In classe dopo la malattia? I pediatri: "Solo col certificato medico"

UDINE. Niente certificato medico per rientrare a scuola dopo un’assenza per malattia proseguita oltre i cinque giorni. Il Friuli Venezia Giulia è fra le sette tra Regioni e Province autonome in Italia (Lombardia, Umbria, Liguria, Provincia di Trento, Piemonte, Emilia Romagna, Provincia di Bolzano) che hanno scelto la via della semplificazione.
L’obbligo alla presentazione del certificato medico era stato introdotto nel 1967 con un decreto del Presidente della Repubblica (Dpr numero 1518), quando non erano ancora diffuse le vaccinazioni e occorreva quindi monitorare l’andamento delle malattie infettive per la sicurezza dei bambini.
Oggi la necessità di sorveglianza è venuta meno e non ha quindi più senso portare dal pediatra il bambino ormai guarito per avere il certificato di riammissione scolastica. «Anche perché, il più delle volte, si tratta di patologie ricorrenti, come una banale infezione delle vie respiratorie oppure di problemi intestinali che non mettono a repentaglio la salute dei ragazzi», spiegano gli esperti.
Il crollo delle vaccinazioni sta facendo ripensare al problema pediatri e dirigenti scolastici. Cosa accade se il bambino ha una malattia infettiva come, per esempio, morbillo, varicella o rosolia? In tutti questi casi è obbligatoria la denuncia da parte del pediatra all’Asl e quindi anche la presentazione di un certificato medico a scuola. Infatti, il Dpr del 1967 attualmente è ancora in vigore, non essendo stato abrogato.

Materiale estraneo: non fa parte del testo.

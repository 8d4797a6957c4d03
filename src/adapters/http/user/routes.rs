//! HTTP routes for user profile and preference endpoints.

use axum::{
    routing::{get, put},
    Router,
};

use super::handlers::{
    get_profile, update_english_level, update_learning_goals, update_skills_focus,
    update_speaking_partner, UserHandlers,
};

/// Creates the user router with all endpoints.
pub fn user_routes(handlers: UserHandlers) -> Router {
    Router::new()
        .route("/profile", get(get_profile))
        .route("/english-level", put(update_english_level))
        .route("/learning-goals", put(update_learning_goals))
        .route("/skills-focus", put(update_skills_focus))
        .route("/speaking-partner", put(update_speaking_partner))
        .with_state(handlers)
}
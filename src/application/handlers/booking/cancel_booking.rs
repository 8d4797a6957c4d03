//! CancelBookingHandler - Command handler for releasing a demo class seat.

use std::sync::Arc;

use crate::domain::booking::{BookingError, DemoBooking};
use crate::domain::foundation::{BookingId, UserId};
use crate::ports::BookingRepository;

/// Handler cancelling a booking on the owner's behalf. The released seat
/// becomes bookable again as soon as the status flips.
pub struct CancelBookingHandler {
    bookings: Arc<dyn BookingRepository>,
}

impl CancelBookingHandler {
    pub fn new(bookings: Arc<dyn BookingRepository>) -> Self {
        Self { bookings }
    }

    pub async fn handle(
        &self,
        booking_id: BookingId,
        user_id: UserId,
    ) -> Result<DemoBooking, BookingError> {
        let mut booking = self
            .bookings
            .find_by_id(booking_id)
            .await?
            .ok_or_else(|| BookingError::not_found(booking_id))?;
        booking.ensure_owned_by(user_id)?;

        booking.cancel()?;
        self.bookings.update(&booking).await?;

        tracing::info!(booking_id = %booking.id, "demo booking cancelled");
        Ok(booking)
    }
}

#[cfg(test)]
mod tests {
    use super::*;
    use crate::application::handlers::test_support::MockBookingRepository;
    use crate::domain::booking::BookingStatus;
    use crate::domain::foundation::Timestamp;

    fn booking() -> DemoBooking {
        DemoBooking::confirm(
            BookingId::new(),
            UserId::new(),
            Timestamp::now().add_days(1),
            "Asha".to_string(),
            "+911234567890".to_string(),
        )
        .unwrap()
    }

    #[tokio::test]
    async fn owner_can_cancel_a_confirmed_booking() {
        let b = booking();
        let repo = MockBookingRepository::with_booking(b.clone());
        let handler = CancelBookingHandler::new(repo.clone());

        let cancelled = handler.handle(b.id, b.user_id).await.unwrap();

        assert_eq!(cancelled.status, BookingStatus::Cancelled);
        assert_eq!(repo.stored(b.id).unwrap().status, BookingStatus::Cancelled);
    }

    #[tokio::test]
    async fn another_user_cannot_cancel_the_booking() {
        let b = booking();
        let repo = MockBookingRepository::with_booking(b.clone());
        let handler = CancelBookingHandler::new(repo.clone());

        let result = handler.handle(b.id, UserId::new()).await;

        assert!(matches!(result, Err(BookingError::NotOwner(_))));
        assert_eq!(repo.stored(b.id).unwrap().status, BookingStatus::Confirmed);
    }

    #[tokio::test]
    async fn cancelling_twice_is_an_invalid_state() {
        let b = booking();
        let repo = MockBookingRepository::with_booking(b.clone());
        let handler = CancelBookingHandler::new(repo);
        handler.handle(b.id, b.user_id).await.unwrap();

        let result = handler.handle(b.id, b.user_id).await;

        assert!(matches!(result, Err(BookingError::InvalidState { .. })));
    }

    #[tokio::test]
    async fn unknown_booking_is_not_found() {
        let handler = CancelBookingHandler::new(MockBookingRepository::new());

        let result = handler.handle(BookingId::new(), UserId::new()).await;

        assert!(matches!(result, Err(BookingError::NotFound(_))));
    }
}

In questi anni, però, ci si è orientati verso il suo superamento.
Già il Testo unico delle leggi sulla pubblica istruzione del 1994 non prevedeva l'obbligo del certificato medico oltre i cinque giorni di assenza. Nel 2003, poi, la Regione Lombardia aveva fatto da apripista con una legge regionale che l’aboliva. Più di recente, nel 2014, il Consiglio di Stato ha ritenuto «legittima l’abolizione dei certificati di riammissione a scuola, dopo i cinque giorni d’assenza» introdotta dalla Regione Liguria nell’ambito di alcune semplificazioni in tema di certificazioni sanitarie.
La semplificazione introdotta in Friuli Venezia Giulia, se da un lato solleva mamma e papà dall’incombenza del certificato, dall’altro richiede però più cautele. Perché l’obiettivo dovrebbe essere responsabilizzare i genitori nel valutare quando è opportuno rimandare il figlio a scuola o tenerlo ancora a casa, ma talvolta può capitare che per problemi organizzativi siano mandati in classe bambini non completamente guariti.
Nel caso in cui l’istituto pretenda il certificato medico anche se non più necessario, mamme e papà possono presentare un’autocertificazione. In tutti i casi in cui la legislazione regionale prevede l’obbligo del certificato, il pediatra è tenuto a farlo.
Qualche scuola lo chiede anche per assenze non legate a ragioni sanitarie, per esempio se il ragazzo va in settimana bianca con la famiglia. In questi casi, però, basta la sola giustificazione dei genitori. La certificazione è infatti a tutti gli effetti un atto medico. In Toscana è stato messo a punto un protocollo d’intesa in cui si precisa quando è obbligatorio il certificato medico dopo cinque giorni di malattia e come sono conteggiati i giorni festivi.
«Oggi sarebbe auspicabile uniformare le regole a livello nazionale per superare le differenze da una Regione all’altra» ha dichiarato al Corriere della Sera il presidente nazionale dei pediatri Giampietro Chiamenti.
«L’abolizione del certificato dovrebbe avere anche l’obiettivo di responsabilizzare i genitori nel valutare quando è opportuno rimandare il figlio a scuola o tenerlo ancora a casa - sottolinea Paolo Becherucci, presidente della Società italiana delle cure primarie pediatriche (Sicupp) -. Talvolta, capita che per problemi organizzativi siano mandati in comunità (non solo in classe) bambini non completamente guariti, che magari fino a poche ore prima avevano la febbre, poi scomparsa grazie alla somministrazione di un antipiretico. Ma non va trascurata la sofferenza del ragazzo che torna a scuola, non ancora in buona salute».